Re: [expath] EXPath File Module, Update

On 14 June 2012 02:09, Christian Grün wrote:

  Hi Christian,

> a new version of the File Module is online:
>    http://files.basex.org/modules/expath/file/file-120614.html

  And as you said before, it is now officially published at:

    http://expath.org/spec/file

  I am sorry I could not respond before...  Thank you for this
new draft!  Here are a few comments, feel free to respond here,
or to create new issues for the points you want to keep track of
at http://code.google.com/p/expath/issues (with Module-File and
Kind-Specification tags).  Unfortunately there is no issue-
tracking system for the CGs (yet?).

  1/ I think we already discussed that, but I could not find in
the archive any concensus.  Given the side-effect nature of some
functions, wouldn't it be worth making them return a value as
well as taking it as a param, in order to be able to chain them.
Something like a file handler or file descriptor.  That would
have also the benefit of not having to open the file and resolve
its path each time we want to append to a file.

  At least, if they returned the path of the file it would then
be possible to chain them like that:

    append(append('out.xml', elem1), elem2)

instead of:

    append('out.xml', elem1), append('out.xml', elem2)

which is very unpredictable.

  2/ §1.2: "An implementation must accept absolute and relative
UNIX/Linux and Windows paths".  Is it really the intent that
every implementation MUST support Linux AND Windows paths?

  3/ §1.2: Where is the "current working directory" defined?  Is
it the static base URI? (or the parent dir of the static base URI
if it designates a file)

  4/ §1.2: "all paths must first be normalized to an
implementation-defined representation" Why?  What is that
representation?  Does that mean one has to always call
file:path-to-native() before calling another function?  Then we
could probably rather introduce file:open() returning a black-box
item representing a file handler (see point 1/ above).

  5/ §1.3: "Query Execution" I'd rather say "Expression
Evaluation" in order to stick to XPath vocabulary rather than
XQuery (then change also "query" in the last sentence to
"expression").

  6/ §1.4, errors: should we also create specific errors for
permissions (right to read, write, etc.)?  Those are common
cases, isn't it?  I find it very frustrating when a Java delete()
fails, because it just says "success/failure", not giving any
details in case of failure...

  7/ instead of having [err:FILE9999] listead every time, why not
mentioning it here then remove it from every single one function
definition?

  8/ §2.2: what are "volume roots" on UNIX?

  9/ §2.2: what if $path does not exist?

  10/ §3.2: what if the string contains a newline char?  Should
it be translate to the platform-dependant newline char?

  11/ §3.3: why not file:append-lines() instead of
file:append-text-lines()?  just for the sake of brevity and
clarity.  I think that caries the same semantics in a nicer way.
Same for file:read-lines() and file:write-lines().

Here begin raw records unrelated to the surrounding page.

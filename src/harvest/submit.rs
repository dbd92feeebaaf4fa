//! Query submission against the search entry point
//!
//! Runs once per session, before any extraction. Both failure modes (entry
//! page unreachable, query input missing or uninteractable) are reported and
//! collapse to `false`; the session must not proceed to pagination on
//! `false`.

use tracing::{error, info};

use super::types::{DEFAULT_SEARCH_TERM, QUERY_BOX_SELECTOR, QUERY_BOX_WAIT, SEARCH_URL};
use crate::driver::{ElementHandle, PageDriver};

/// Load the search entry point and submit `term`. Returns whether the search
/// results page was reached.
pub async fn submit_query<D: PageDriver>(driver: &D, term: &str) -> bool {
    let term = if term.trim().is_empty() {
        DEFAULT_SEARCH_TERM
    } else {
        term
    };

    if let Err(e) = driver.navigate(SEARCH_URL).await {
        error!("failed to reach search entry point {}: {}", SEARCH_URL, e);
        return false;
    }
    let title = driver.current_title().await.unwrap_or_default();
    let url = driver
        .current_url()
        .await
        .unwrap_or_else(|_| "about:blank".to_string());
    info!("entry page loaded - title: {}, url: {}", title, url);

    let query_box = match driver
        .wait_for_visible(QUERY_BOX_SELECTOR, QUERY_BOX_WAIT)
        .await
    {
        Ok(query_box) => query_box,
        Err(e) => {
            // Structure change on the entry page; nothing downstream can work.
            error!(
                "query box '{}' not found: {} - page structure may have changed",
                QUERY_BOX_SELECTOR, e
            );
            return false;
        }
    };

    if let Err(e) = query_box.send_keys(term).await {
        error!("failed to enter search term: {}", e);
        return false;
    }
    info!("search term '{}' entered", term);

    if let Err(e) = query_box.submit().await {
        error!("failed to submit search: {}", e);
        return false;
    }
    info!("search submitted via Enter key");

    true
}
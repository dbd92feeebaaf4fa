//! The cross-page accumulation loop
//!
//! Owns all session state: the record accumulator and the pagination
//! counters. Each iteration extracts with the remaining quota, then either
//! terminates (quota met) or asks the navigator for the next page and
//! terminates on refusal. One extraction attempt per page, one navigation
//! attempt per boundary; a hostile or exhausted page ends the loop instead
//! of being retried.

use tracing::info;

use super::extract;
use super::navigate;
use super::types::ResultRecord;
use crate::driver::PageDriver;

/// Counters for one harvesting session
///
/// `current_page` starts at 1 and increases by exactly one per successful
/// navigation; it never decreases or repeats. After every extraction call,
/// `total_collected` equals the accumulator length.
#[derive(Debug, Clone, Copy)]
pub struct PaginationState {
    pub total_collected: usize,
    pub requested_total: usize,
    pub current_page: u32,
}

impl PaginationState {
    #[must_use]
    pub fn new(requested_total: usize) -> Self {
        Self {
            total_collected: 0,
            requested_total,
            current_page: 1,
        }
    }

    /// Quota still outstanding
    #[must_use]
    pub fn remaining(&self) -> usize {
        self.requested_total.saturating_sub(self.total_collected)
    }

    #[must_use]
    pub fn quota_met(&self) -> bool {
        self.total_collected >= self.requested_total
    }
}

/// Collect up to `requested_total` records, paging forward as needed.
///
/// Always returns the accumulated records, even when short of the request;
/// a shortfall is a graceful outcome the caller observes as a shorter
/// sequence, never an error.
pub async fn run<D: PageDriver>(driver: &D, requested_total: usize) -> Vec<ResultRecord> {
    let requested_total = requested_total.max(1);
    let mut state = PaginationState::new(requested_total);
    let mut records: Vec<ResultRecord> = Vec::new();

    while !state.quota_met() {
        let outcome =
            extract::extract_page(driver, state.remaining(), records, state.current_page).await;
        records = outcome.records;
        state.total_collected += outcome.harvested;
        debug_assert_eq!(state.total_collected, records.len());

        if state.quota_met() {
            info!(
                "quota met: {} of {} results collected",
                state.total_collected, state.requested_total
            );
            break;
        }

        info!(
            "collected {}/{}, going to next page...",
            state.total_collected, state.requested_total
        );
        if !navigate::advance(driver).await {
            info!(
                "next page not available, ending with {}/{} results",
                state.total_collected, state.requested_total
            );
            break;
        }
        state.current_page += 1;
    }

    records
}
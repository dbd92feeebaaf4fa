pub mod browser_setup;
pub mod cli;
pub mod driver;
pub mod harvest;
pub mod logging;

pub use browser_setup::{BrowserWrapper, launch_browser};
pub use driver::chrome::ChromePage;
pub use driver::{DriverError, ElementHandle, PageDriver};
pub use harvest::{HarvestError, ResultRecord, collect_results};
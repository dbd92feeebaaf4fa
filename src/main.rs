//! serp-harvest binary: drive one harvesting session end to end
//!
//! Parse flags, set up the log sinks, launch Chrome, run the session, print
//! the summary. The browser is torn down on every exit path; anything the
//! core did not absorb surfaces here, gets reported, and maps to a non-zero
//! exit code.

use anyhow::{Context, Result};
use clap::Parser;
use tracing::{error, info};

use serp_harvest::cli::Args;
use serp_harvest::harvest::{self, ResultRecord};
use serp_harvest::{ChromePage, launch_browser, logging};

#[tokio::main]
async fn main() {
    let args = Args::parse();

    if let Err(e) = logging::init(args.clean) {
        eprintln!("Failed to initialize logging: {e:#}");
        std::process::exit(1);
    }

    match run(&args).await {
        Ok(records) => {
            render(&args, &records);
            info!("SUCCESS exiting the program");
        }
        Err(e) => {
            error!("Session failed: {e:#}");
            eprintln!("Session failed: {e:#}");
            info!("FAIL exiting the program");
            std::process::exit(1);
        }
    }
}

async fn run(args: &Args) -> Result<Vec<ResultRecord>> {
    info!(
        "Beginning automated search - query: '{}', requested results: {}",
        args.search, args.result_count
    );

    let mut browser = launch_browser(args.headless).await?;

    // Hold the session outcome so teardown runs on success and failure alike.
    let session = async {
        let page = browser.new_page().await?;
        let driver = ChromePage::new(page);
        harvest::collect_results(&driver, &args.search, args.result_count)
            .await
            .context("harvesting session failed")
    }
    .await;

    if let Err(e) = browser.shutdown().await {
        error!("Error closing browser: {e:#}");
    }

    session
}

fn render(args: &Args, records: &[ResultRecord]) {
    if args.json {
        match serde_json::to_string_pretty(records) {
            Ok(json) => println!("{json}"),
            Err(e) => error!("Failed to serialize results: {}", e),
        }
        return;
    }

    println!("\nSearch Results Summary:");
    for (i, record) in records.iter().enumerate() {
        println!("{}. {}\n   {}", i + 1, record.title, record.url);
    }
    println!(
        "\nCollected {} of {} requested results",
        records.len(),
        args.result_count.max(1)
    );
}
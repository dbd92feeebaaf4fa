//! Advancing to the next result page
//!
//! One attempt per page boundary. Every failure mode (control missing,
//! control without a target, navigation error) maps to `false`; the caller
//! treats that as the end of pagination, not as an error.

use tracing::{info, warn};

use super::types::{NEXT_PAGE_SELECTOR, NEXT_PAGE_WAIT};
use crate::driver::{ElementHandle, PageDriver};

/// Try to advance to the next result page. Returns whether navigation
/// happened.
pub async fn advance<D: PageDriver>(driver: &D) -> bool {
    let control = match driver
        .wait_for_clickable(NEXT_PAGE_SELECTOR, NEXT_PAGE_WAIT)
        .await
    {
        Ok(control) => control,
        Err(e) => {
            warn!("next page control not found or not clickable: {}", e);
            return false;
        }
    };

    // Navigate via the control's link target rather than clicking, so an
    // intercepted click cannot strand us mid-transition.
    let href = match control.attribute("href").await {
        Ok(Some(href)) if !href.is_empty() => href,
        Ok(_) => {
            warn!("next page control carries no target");
            return false;
        }
        Err(e) => {
            warn!("could not read next page target: {}", e);
            return false;
        }
    };

    match driver.navigate(&href).await {
        Ok(()) => {
            info!("navigated to next page via href");
            true
        }
        Err(e) => {
            warn!("navigation to next page failed: {}", e);
            false
        }
    }
}
//! Element projection: one raw page element to one record or a typed absence
//!
//! The projector is total. Whatever state the element is in (hidden, empty,
//! detached mid-query), it answers with exactly one of `Record` or `Absent`
//! and reports the outcome to the diagnostic sink. No element-level failure
//! crosses this boundary.

use tracing::{debug, info, warn};

use super::types::ResultRecord;
use crate::driver::ElementHandle;

/// Why an element produced no record
#[derive(Debug, Clone, Copy, PartialEq, Eq)]
pub enum SkipReason {
    /// Element is not currently rendered; deliberate skip, not an error
    NotVisible,
    /// Element carried no usable heading text
    EmptyTitle,
    /// A driver-level query on the element failed (detached, structure
    /// mismatch)
    LookupError,
}

impl SkipReason {
    #[must_use]
    pub fn as_str(self) -> &'static str {
        match self {
            SkipReason::NotVisible => "not visible",
            SkipReason::EmptyTitle => "empty title",
            SkipReason::LookupError => "lookup error",
        }
    }
}

/// Outcome of projecting one element
#[derive(Debug, Clone, PartialEq, Eq)]
pub enum Projection {
    /// A validated record
    Record(ResultRecord),
    /// A typed absence; the element contributes nothing to the quota
    Absent(SkipReason),
}

/// Project one result-heading element into a record or a typed absence.
///
/// `ordinal` is the element's 1-based position on the page, carried into
/// every diagnostic event alongside `page_number`.
pub async fn project<E: ElementHandle>(element: &E, page_number: u32, ordinal: usize) -> Projection {
    let visible = match element.is_visible().await {
        Ok(visible) => visible,
        Err(e) => return absent(page_number, ordinal, SkipReason::LookupError, Some(&e)),
    };
    if !visible {
        return absent(page_number, ordinal, SkipReason::NotVisible, None);
    }

    let title = match element.text_content().await {
        Ok(text) => text.unwrap_or_default(),
        Err(e) => return absent(page_number, ordinal, SkipReason::LookupError, Some(&e)),
    };
    let title = title.trim();
    if title.is_empty() {
        return absent(page_number, ordinal, SkipReason::EmptyTitle, None);
    }

    // A heading without an enclosing anchor still counts; only its URL is
    // downgraded to the sentinel.
    let record = match element.ancestor_link_href().await {
        Ok(Some(url)) => ResultRecord::with_url(title.to_string(), url),
        Ok(None) => {
            warn!(
                "page {} result {}: no enclosing link for '{}'",
                page_number, ordinal, title
            );
            ResultRecord::without_url(title.to_string())
        }
        Err(e) => return absent(page_number, ordinal, SkipReason::LookupError, Some(&e)),
    };

    info!(
        "page {} result {}: '{}' | {}",
        page_number, ordinal, record.title, record.url
    );
    Projection::Record(record)
}

fn absent(
    page_number: u32,
    ordinal: usize,
    reason: SkipReason,
    error: Option<&crate::driver::DriverError>,
) -> Projection {
    match error {
        Some(e) => warn!(
            "page {} result {}: skipped ({}): {}",
            page_number,
            ordinal,
            reason.as_str(),
            e
        ),
        None => debug!(
            "page {} result {}: skipped ({})",
            page_number,
            ordinal,
            reason.as_str()
        ),
    }
    Projection::Absent(reason)
}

  12/ §3.4: why taking only xs:base64Binary into account?  Why
not xs:hexBinary? (that applies to other functions as well)
Actually, that makes me think we should actually introduce
xs:binary (or expath:binary), as a union type of both.  Or can we
take the liberty to have both signotures (even if it is not
possibel in an XSLT or XQuery function declaration, this is a
useful specification tool):

    file:append-binary(..., $value as xs:base64Binary) as ...
    file:append-binary(..., $value as xs:hexBinary) as ...

  13/ §3.5 and §3.9, second "b.": "if $target is a directory, all
files are copied from the source into the target directory."  I
would except a new subdirectory to be created with the same local
name as $source.  This is more consistent with the case of a file
(see "c." also in in §3.5).  I think that's also what `cp(1)'
does in the UNIX shell, doesn't it?

  14/ §3.5 and §3.9, last sentence before the errors: "no
rollback to the original state will be possible" I would rather
say "the state of the file store is undefined", because the
original state might have persisted, or even an implementation
can provide automatic rollback in case of error...

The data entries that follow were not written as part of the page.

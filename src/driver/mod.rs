//! Capability seams for browser interaction
//!
//! The harvesting core never talks to chromiumoxide directly. It consumes a
//! `PageDriver` (navigation plus bounded element waits) and `ElementHandle`
//! (per-element queries and interactions). The real implementation lives in
//! [`chrome`]; tests script their own.

use async_trait::async_trait;
use std::time::Duration;
use thiserror::Error;

pub mod chrome;

/// Error types for driver operations
///
/// Every wait carries an explicit ceiling, so a missing element always
/// surfaces as `Timeout` rather than an open-ended hang.
#[derive(Debug, Error)]
pub enum DriverError {
    /// No element matched the selector before the deadline
    #[error("timed out after {timeout:?} waiting for '{selector}'")]
    Timeout { selector: String, timeout: Duration },

    /// Element-level query failed (detached node, structure mismatch)
    #[error("element lookup failed: {0}")]
    Lookup(String),

    /// Browser communication failure
    #[error("driver protocol error: {0}")]
    Protocol(String),
}

/// Result type alias for driver operations
pub type DriverResult<T> = Result<T, DriverError>;

/// One opaque handle to an element on the current page
///
/// Handles may go stale at any time (the remote page re-renders underneath
/// us); every operation is fallible and callers must tolerate `Lookup`
/// errors on elements they obtained moments earlier.
#[async_trait]
pub trait ElementHandle: Send + Sync {
    /// Whether the element is currently rendered and visible
    async fn is_visible(&self) -> DriverResult<bool>;

    /// Raw text content of the element, `None` when the node carries none
    async fn text_content(&self) -> DriverResult<Option<String>>;

    /// Resolve the closest enclosing anchor and return its link target
    ///
    /// `Ok(None)` means the element has no anchor ancestor, which is a
    /// structural fact about the page, not a failure.
    async fn ancestor_link_href(&self) -> DriverResult<Option<String>>;

    /// Read an attribute value, `None` when the attribute is absent
    async fn attribute(&self, name: &str) -> DriverResult<Option<String>>;

    /// Type text into the element
    async fn send_keys(&self, text: &str) -> DriverResult<()>;

    /// Trigger the element's native submit affordance (Enter key)
    async fn submit(&self) -> DriverResult<()>;

    /// Click the element
    async fn click(&self) -> DriverResult<()>;
}

/// Driver capability over one live page
///
/// All waits are poll-until-condition-or-deadline with the caller-supplied
/// ceiling; none retries past its deadline. Exactly one component acts on
/// the driver at a time, so `&self` methods suffice.
#[async_trait]
pub trait PageDriver: Send + Sync {
    type Element: ElementHandle;

    /// Navigate the page to `url` and wait for the load to settle
    async fn navigate(&self, url: &str) -> DriverResult<()>;

    /// Title of the currently loaded document
    async fn current_title(&self) -> DriverResult<String>;

    /// URL of the currently loaded document
    async fn current_url(&self) -> DriverResult<String>;

    /// Wait until an element matching `selector` is present and visible
    async fn wait_for_visible(
        &self,
        selector: &str,
        timeout: Duration,
    ) -> DriverResult<Self::Element>;

    /// Wait until an element matching `selector` is interactable
    async fn wait_for_clickable(
        &self,
        selector: &str,
        timeout: Duration,
    ) -> DriverResult<Self::Element>;

    /// Wait until at least one element matches `selector`, then return all
    /// matches in document order
    async fn wait_for_all(
        &self,
        selector: &str,
        timeout: Duration,
    ) -> DriverResult<Vec<Self::Element>>;
}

  15/ §3.5 and §3.9: why the special case of err:FILE0003, this
is err:FILE0001, isn't it?

  16/ §3.6: why not file:mkdir() and file:mkdirs(), in order to
be able to control the desired behaviour in case the parent dir
does not exist (that is, either raise an error or create all
parents)?  This is also the same wording as in lot of programming
languages.

  17/ §3.7: the default value of $recursive is false(), I guess?
It also says "sub-directories will be deleted as well."  I guess
that means subdirs AND FILES?  I would also begin the sentence by
"If $path points to a directory".

  18/ §3.7, err:FILE0004: typo s/$file/$path/.  I would also add
"and $recursive is false()".

  19/ §3.8: "The '.' and '..' items are never returned."  I would
rather say: "The target dir and its parent are never returned in
the result (e.g. '.' and '..' on UNIX-like systems)."  I am not
sure '.' and '..' exist on all systems.

  20/ §3.8: What the format of the returned paths?  URIs, paths,
platform-dependent, implem-dependent?  When $recursive is true(),
are files in subdirs returned as "a/b/c.txt"?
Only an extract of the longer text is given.